DATA Block Start
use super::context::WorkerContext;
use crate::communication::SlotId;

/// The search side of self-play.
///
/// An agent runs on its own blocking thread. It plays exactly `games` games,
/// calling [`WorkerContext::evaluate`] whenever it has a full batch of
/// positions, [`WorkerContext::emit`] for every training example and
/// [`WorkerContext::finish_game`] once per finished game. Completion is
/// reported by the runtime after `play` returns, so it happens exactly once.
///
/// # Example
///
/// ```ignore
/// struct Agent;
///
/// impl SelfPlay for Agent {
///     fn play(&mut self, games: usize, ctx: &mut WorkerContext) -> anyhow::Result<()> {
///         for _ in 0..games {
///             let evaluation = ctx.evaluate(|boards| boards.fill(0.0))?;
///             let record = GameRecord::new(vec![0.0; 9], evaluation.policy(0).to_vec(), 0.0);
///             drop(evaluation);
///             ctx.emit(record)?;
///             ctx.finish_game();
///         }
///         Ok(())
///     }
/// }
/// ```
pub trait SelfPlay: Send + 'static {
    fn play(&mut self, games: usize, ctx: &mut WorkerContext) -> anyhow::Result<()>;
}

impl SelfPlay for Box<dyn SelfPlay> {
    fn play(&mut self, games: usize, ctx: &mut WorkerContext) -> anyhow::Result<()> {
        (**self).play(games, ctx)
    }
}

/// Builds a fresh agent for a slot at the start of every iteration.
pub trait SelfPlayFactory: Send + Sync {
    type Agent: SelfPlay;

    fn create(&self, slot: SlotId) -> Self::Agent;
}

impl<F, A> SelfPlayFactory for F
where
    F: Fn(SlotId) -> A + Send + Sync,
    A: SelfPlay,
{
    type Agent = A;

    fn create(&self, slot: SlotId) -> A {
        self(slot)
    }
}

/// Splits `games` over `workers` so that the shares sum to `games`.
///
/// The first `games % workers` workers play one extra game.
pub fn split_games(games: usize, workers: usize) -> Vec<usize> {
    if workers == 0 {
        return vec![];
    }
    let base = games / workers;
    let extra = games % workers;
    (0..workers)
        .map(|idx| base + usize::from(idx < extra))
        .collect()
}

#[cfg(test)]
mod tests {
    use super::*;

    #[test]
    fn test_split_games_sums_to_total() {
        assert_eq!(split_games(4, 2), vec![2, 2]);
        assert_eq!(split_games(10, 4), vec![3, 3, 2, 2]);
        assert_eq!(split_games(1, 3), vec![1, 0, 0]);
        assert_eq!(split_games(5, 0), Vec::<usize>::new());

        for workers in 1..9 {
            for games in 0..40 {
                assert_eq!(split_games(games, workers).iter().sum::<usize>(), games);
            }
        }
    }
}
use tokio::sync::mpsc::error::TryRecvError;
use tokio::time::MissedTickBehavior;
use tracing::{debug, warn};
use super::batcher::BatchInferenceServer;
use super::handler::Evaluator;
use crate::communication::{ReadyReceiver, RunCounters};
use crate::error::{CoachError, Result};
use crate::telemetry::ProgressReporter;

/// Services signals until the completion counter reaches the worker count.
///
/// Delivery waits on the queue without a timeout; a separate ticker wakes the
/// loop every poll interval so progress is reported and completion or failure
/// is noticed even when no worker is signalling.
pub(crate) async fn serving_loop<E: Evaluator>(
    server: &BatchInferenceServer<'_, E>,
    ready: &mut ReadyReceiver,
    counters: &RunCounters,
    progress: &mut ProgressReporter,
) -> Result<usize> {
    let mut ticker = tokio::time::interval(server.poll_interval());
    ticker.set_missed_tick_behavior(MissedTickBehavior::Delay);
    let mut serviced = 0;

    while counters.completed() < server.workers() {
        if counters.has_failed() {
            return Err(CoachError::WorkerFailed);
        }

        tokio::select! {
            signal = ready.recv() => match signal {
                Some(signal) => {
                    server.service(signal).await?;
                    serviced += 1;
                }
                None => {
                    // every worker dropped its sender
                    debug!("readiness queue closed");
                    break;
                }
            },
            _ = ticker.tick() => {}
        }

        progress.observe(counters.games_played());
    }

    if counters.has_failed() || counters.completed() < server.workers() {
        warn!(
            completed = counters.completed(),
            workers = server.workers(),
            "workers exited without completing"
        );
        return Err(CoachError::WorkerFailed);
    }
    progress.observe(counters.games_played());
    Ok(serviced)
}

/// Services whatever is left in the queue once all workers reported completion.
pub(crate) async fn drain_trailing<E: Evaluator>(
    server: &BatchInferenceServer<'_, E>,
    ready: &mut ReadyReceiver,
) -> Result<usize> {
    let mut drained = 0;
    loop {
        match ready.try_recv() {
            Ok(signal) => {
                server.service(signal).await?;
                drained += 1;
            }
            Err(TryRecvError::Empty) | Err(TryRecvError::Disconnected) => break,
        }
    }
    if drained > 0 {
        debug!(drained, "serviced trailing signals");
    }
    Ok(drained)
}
DATA Block End
DATA Block Start
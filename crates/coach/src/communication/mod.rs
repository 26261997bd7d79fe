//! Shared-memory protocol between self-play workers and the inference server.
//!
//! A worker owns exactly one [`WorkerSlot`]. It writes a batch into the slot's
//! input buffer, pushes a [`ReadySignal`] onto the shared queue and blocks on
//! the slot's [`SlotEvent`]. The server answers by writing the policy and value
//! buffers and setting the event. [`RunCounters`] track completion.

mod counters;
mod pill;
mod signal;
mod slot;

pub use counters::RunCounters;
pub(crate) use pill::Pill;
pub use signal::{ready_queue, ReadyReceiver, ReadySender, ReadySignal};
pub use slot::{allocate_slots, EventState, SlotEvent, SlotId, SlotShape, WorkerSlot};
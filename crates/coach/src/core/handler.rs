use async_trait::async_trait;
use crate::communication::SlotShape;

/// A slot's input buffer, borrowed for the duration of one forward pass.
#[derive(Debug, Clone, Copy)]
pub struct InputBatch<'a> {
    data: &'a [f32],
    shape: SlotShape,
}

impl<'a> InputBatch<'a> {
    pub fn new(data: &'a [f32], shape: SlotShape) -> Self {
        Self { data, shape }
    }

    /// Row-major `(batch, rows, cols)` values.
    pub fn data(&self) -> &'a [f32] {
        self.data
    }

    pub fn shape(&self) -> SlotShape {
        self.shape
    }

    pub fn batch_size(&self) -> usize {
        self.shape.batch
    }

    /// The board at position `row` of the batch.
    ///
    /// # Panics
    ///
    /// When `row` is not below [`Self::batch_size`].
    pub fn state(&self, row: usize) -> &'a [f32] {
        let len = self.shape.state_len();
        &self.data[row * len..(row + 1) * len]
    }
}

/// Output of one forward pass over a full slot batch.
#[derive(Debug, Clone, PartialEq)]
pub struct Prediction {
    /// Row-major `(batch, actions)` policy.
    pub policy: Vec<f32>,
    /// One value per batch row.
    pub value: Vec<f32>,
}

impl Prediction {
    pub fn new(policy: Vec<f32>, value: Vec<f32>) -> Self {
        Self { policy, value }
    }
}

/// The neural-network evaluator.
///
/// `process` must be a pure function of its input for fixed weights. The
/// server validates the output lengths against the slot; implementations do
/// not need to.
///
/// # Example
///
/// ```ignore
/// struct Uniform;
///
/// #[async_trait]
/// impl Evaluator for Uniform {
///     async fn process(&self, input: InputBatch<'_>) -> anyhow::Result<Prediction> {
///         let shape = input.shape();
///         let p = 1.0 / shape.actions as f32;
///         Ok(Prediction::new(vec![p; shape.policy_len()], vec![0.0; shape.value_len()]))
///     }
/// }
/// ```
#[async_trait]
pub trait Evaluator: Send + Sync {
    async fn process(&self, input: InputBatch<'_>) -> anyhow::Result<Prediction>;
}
DATA Block End
DATA Block Start
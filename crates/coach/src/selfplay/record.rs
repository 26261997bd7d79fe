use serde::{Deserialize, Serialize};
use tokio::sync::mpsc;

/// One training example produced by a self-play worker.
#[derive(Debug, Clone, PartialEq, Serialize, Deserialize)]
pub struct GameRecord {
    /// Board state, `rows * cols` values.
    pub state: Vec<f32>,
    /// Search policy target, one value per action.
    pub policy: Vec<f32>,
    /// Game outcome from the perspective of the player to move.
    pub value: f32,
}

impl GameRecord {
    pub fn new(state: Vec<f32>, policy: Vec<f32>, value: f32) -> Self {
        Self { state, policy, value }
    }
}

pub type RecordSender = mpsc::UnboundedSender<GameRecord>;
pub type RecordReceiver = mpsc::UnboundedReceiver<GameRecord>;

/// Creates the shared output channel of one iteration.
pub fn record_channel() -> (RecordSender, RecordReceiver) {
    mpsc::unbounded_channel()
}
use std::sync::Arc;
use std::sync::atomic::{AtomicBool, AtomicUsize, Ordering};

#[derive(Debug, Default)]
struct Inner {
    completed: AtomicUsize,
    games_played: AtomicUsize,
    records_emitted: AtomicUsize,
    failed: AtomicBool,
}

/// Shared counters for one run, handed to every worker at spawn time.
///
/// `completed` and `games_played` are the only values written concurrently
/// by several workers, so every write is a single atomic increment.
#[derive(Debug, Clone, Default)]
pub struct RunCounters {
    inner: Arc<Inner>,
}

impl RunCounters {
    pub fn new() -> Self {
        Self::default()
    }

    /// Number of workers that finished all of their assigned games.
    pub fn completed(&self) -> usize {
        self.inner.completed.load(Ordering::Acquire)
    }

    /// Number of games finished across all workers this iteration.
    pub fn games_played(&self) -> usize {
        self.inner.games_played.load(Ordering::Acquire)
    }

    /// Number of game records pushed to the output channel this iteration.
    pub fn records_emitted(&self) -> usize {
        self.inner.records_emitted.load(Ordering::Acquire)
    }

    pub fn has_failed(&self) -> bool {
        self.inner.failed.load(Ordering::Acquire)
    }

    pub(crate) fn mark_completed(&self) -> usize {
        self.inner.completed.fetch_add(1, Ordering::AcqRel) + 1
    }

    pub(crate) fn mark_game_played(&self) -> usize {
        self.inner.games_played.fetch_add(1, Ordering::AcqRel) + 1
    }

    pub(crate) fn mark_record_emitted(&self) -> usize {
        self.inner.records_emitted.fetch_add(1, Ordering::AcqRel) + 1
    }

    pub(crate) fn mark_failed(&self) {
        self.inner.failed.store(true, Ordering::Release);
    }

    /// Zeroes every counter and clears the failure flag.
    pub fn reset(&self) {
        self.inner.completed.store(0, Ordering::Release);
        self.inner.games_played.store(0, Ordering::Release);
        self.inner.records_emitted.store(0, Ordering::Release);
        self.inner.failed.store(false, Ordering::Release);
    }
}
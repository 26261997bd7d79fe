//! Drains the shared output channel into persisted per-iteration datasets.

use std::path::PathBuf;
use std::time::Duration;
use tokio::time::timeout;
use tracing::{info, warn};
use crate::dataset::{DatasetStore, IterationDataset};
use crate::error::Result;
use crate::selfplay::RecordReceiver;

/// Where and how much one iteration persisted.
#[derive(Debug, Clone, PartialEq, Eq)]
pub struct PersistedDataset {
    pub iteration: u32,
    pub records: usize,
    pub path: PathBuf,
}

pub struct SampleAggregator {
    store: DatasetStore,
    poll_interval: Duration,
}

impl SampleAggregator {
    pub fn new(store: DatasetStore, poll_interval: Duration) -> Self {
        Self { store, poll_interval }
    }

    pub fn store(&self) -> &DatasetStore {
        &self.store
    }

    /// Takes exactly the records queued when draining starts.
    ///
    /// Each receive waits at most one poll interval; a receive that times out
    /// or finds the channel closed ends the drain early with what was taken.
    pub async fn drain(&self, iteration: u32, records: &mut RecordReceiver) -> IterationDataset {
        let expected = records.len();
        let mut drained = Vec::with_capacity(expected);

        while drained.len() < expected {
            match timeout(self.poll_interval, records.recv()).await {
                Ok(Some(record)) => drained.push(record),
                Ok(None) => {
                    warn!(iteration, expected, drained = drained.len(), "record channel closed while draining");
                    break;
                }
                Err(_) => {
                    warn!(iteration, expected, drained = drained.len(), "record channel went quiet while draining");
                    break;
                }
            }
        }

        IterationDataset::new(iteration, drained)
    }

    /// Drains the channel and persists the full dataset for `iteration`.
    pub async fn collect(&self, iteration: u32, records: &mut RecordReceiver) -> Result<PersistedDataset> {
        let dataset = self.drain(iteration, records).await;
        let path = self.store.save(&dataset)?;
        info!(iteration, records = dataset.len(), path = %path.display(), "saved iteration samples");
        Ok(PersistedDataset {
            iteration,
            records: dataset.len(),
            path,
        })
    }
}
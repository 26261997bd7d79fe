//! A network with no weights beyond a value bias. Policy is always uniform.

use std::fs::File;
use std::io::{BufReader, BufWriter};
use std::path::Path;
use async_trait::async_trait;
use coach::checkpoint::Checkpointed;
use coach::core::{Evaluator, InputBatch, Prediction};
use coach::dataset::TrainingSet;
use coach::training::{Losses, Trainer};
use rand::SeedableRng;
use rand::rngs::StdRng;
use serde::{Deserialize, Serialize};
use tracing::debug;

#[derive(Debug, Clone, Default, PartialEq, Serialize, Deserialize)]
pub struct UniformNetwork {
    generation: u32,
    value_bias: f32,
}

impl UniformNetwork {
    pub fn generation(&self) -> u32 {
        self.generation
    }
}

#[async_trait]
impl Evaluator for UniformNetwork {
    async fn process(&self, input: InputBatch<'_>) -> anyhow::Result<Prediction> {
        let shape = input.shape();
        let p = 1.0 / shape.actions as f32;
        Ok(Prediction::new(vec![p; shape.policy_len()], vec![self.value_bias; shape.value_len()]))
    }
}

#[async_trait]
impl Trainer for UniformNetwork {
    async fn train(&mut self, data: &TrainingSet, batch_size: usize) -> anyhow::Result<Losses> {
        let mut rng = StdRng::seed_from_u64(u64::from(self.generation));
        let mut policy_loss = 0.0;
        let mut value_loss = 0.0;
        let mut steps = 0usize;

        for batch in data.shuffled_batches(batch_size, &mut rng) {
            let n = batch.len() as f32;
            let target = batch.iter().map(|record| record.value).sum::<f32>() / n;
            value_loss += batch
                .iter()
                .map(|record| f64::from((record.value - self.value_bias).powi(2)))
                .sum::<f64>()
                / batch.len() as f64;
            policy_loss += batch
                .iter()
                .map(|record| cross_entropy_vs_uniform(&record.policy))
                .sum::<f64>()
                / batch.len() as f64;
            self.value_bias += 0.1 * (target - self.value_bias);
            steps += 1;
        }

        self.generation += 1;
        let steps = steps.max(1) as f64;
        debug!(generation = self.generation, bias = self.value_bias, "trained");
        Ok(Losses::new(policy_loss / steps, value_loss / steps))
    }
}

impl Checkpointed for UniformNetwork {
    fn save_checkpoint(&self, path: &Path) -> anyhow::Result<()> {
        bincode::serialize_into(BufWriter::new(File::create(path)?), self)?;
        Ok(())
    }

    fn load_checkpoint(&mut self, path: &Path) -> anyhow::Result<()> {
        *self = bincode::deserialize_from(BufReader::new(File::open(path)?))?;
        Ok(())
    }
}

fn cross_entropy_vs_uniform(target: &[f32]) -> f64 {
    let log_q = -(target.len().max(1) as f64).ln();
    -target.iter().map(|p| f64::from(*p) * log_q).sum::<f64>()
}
DATA Block End
### EXERCISE BRIEF
Please copy each line of the records above that holds the word "BufReader".

### ANSWER BELOW
use std::io::{BufReader, BufWriter};
        *self = bincode::deserialize_from(BufReader::new(File::open(path)?))?;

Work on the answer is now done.